Ali Bongo - Hollande

Ali Bongo – Hollande
Le président du Gabon, Ali Bongo, a déclaré jeudi à l’issue d’une visite à l’Elysée que la Françafrique n’existait pas et s’est dit confiant que la “formidable amitié” entre son pays et la France perdurerait sous la présidence de François Hollande.

Accueilli par la Garde républicaine et François Hollande sur le perron de l’Elysée, Ali Bongo a dit aux journalistes ne pas comprendre la polémique déclenchée par sa visite.
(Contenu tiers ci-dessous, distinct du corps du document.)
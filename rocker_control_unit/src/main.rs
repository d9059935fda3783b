//! # rocker control unit runner
//!
//! Drives the motion core on a development host: the simulated driver/plant
//! stands in for the motor stage, a command script stands in for the host,
//! and the wall clock paces the scheduler.
//!
//! Loads the machine file (`--config`, compiled defaults if absent), performs
//! RT setup, then ticks until `--ticks` ticks ran or Ctrl-C. With `--report`
//! the final status is printed as JSON on stdout.

use std::path::PathBuf;
use std::process;
use std::sync::Arc;
use std::sync::atomic::{AtomicBool, Ordering};

use clap::Parser;
use tracing::{error, info, warn};
use tracing_subscriber::EnvFilter;

use rocker_common::config::LogLevel;
use rocker_common::consts::DEFAULT_CONFIG_PATH;
use rocker_common::hal::CountingHeartbeat;
use rocker_common::protocol::Datagram;
use rocker_control_unit::config::{LoadedConfig, load_config};
use rocker_control_unit::cycle::{InstantClock, Scheduler, rt_setup};
use rocker_control_unit::sim::{ScriptFeeder, SimDriver, load_script};
use rocker_control_unit::transport::{FrameQueue, QueuedTransport};

/// rocker control unit: closed-loop stepper motion core runner
#[derive(Parser, Debug)]
#[command(name = "rocker_control_unit")]
#[command(version)]
#[command(about = "Closed-loop stepper motion core with a simulated motor stage")]
struct Args {
    /// Machine file (TOML). Compiled defaults are used when it does not exist.
    #[arg(long, value_name = "FILE", default_value = DEFAULT_CONFIG_PATH)]
    config: PathBuf,

    /// Command script: one `<tick> <hex datagram>` per line.
    #[arg(long, value_name = "FILE")]
    script: Option<PathBuf>,

    /// Stop after this many ticks (default: run until Ctrl-C).
    #[arg(long)]
    ticks: Option<u64>,

    /// CPU core to pin the loop to (default: 1).
    #[arg(long, default_value_t = 1)]
    cpu_core: usize,

    /// SCHED_FIFO priority (default: 80).
    #[arg(long, default_value_t = 80)]
    rt_priority: i32,

    /// Print the final status report as JSON.
    #[arg(long)]
    report: bool,

    /// Enable verbose logging (DEBUG level).
    #[arg(short, long)]
    verbose: bool,

    /// Output logs in JSON format.
    #[arg(long)]
    json: bool,
}

fn main() {
    let args = Args::parse();

    let loaded = match load(&args) {
        Ok(loaded) => loaded,
        Err(e) => {
            setup_tracing(&args, LogLevel::default());
            error!("FATAL: {e}");
            process::exit(1);
        }
    };
    setup_tracing(&args, loaded.log_level);

    info!("rocker control unit v{} starting", env!("CARGO_PKG_VERSION"));

    if let Err(e) = run(&args, loaded) {
        error!("FATAL: {e}");
        process::exit(1);
    }

    info!("rocker control unit shutdown complete");
}

/// Machine file, or compiled defaults when the default path is missing.
fn load(args: &Args) -> Result<LoadedConfig, Box<dyn std::error::Error>> {
    if !args.config.exists() && args.config == PathBuf::from(DEFAULT_CONFIG_PATH) {
        return Ok(LoadedConfig::default());
    }
    Ok(load_config(&args.config)?)
}

fn run(args: &Args, loaded: LoadedConfig) -> Result<(), Box<dyn std::error::Error>> {
    let script = match &args.script {
        Some(path) => load_script(path)?,
        None => Vec::new(),
    };
    if script.is_empty() && args.ticks.is_none() {
        warn!("no command script and no tick limit, idling until Ctrl-C");
    }
    let mut feeder = ScriptFeeder::new(script);

    rt_setup(args.cpu_core, args.rt_priority)?;
    info!(
        cpu_core = args.cpu_core,
        priority = args.rt_priority,
        "RT setup complete"
    );

    let running = Arc::new(AtomicBool::new(true));
    let r = running.clone();
    ctrlc::set_handler(move || {
        info!("received shutdown signal");
        r.store(false, Ordering::SeqCst);
    })?;

    let mut queue: FrameQueue<Datagram> = FrameQueue::new();
    let (mut producer, consumer) = queue.split();
    let driver = SimDriver::new(&loaded.store).with_tick_period(loaded.tick_period);
    let mut scheduler = Scheduler::new(
        loaded.store,
        loaded.tick_period,
        QueuedTransport::new(consumer, Vec::new()),
        driver,
        InstantClock::new(),
        CountingHeartbeat::default(),
    );

    scheduler.run(&running, args.ticks, |tick| {
        for entry in feeder.due(tick) {
            producer.push(entry.frame);
        }
    })?;

    log_replies(scheduler.transport().sink());

    if args.report {
        println!("{}", serde_json::to_string_pretty(&scheduler.status_report())?);
    }
    Ok(())
}

/// Log every reply the host would have received.
fn log_replies(replies: &[Datagram]) {
    for frame in replies {
        match frame.parse_reply() {
            Ok(reply) => info!(
                instruction = reply.instruction,
                status = ?reply.status,
                value = reply.value,
                "reply"
            ),
            // Only text replies go out without a checksum.
            Err(_) => info!(
                version = %String::from_utf8_lossy(&frame.text_payload()),
                "text reply"
            ),
        }
    }
    info!(count = replies.len(), "replies sent");
}

/// Setup tracing: `--verbose` forces DEBUG, otherwise the machine file level.
fn setup_tracing(args: &Args, level: LogLevel) {
    let directive = if args.verbose {
        "debug"
    } else {
        level.as_str()
    };

    let filter = EnvFilter::try_from_default_env().unwrap_or_else(|_| EnvFilter::new(directive));

    if args.json {
        tracing_subscriber::fmt()
            .with_env_filter(filter)
            .json()
            .init();
    } else {
        tracing_subscriber::fmt()
            .with_env_filter(filter)
            .compact()
            .init();
    }
}
mod rig;

mod closed_loop;
mod commands;
mod config_loading;
mod framing;
mod regulation;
“Je trouve que c’est souvent des medias ou des associations qui veulent nous ramener sur une question qui pour moi n’existe pas”, a-t-il dit. “Je crois avoir indiqué déjà que je ne connaissais pas la Françafrique”, a-t-il poursuivi.

“Lorsque nos prédécesseurs, le président de Gaulle et le président Léon Mba, ont signé les accords liant nos deux pays, moi j’avais un an, vous me parlez de quelque chose que je ne connais pas”, a-t-il encore insisté.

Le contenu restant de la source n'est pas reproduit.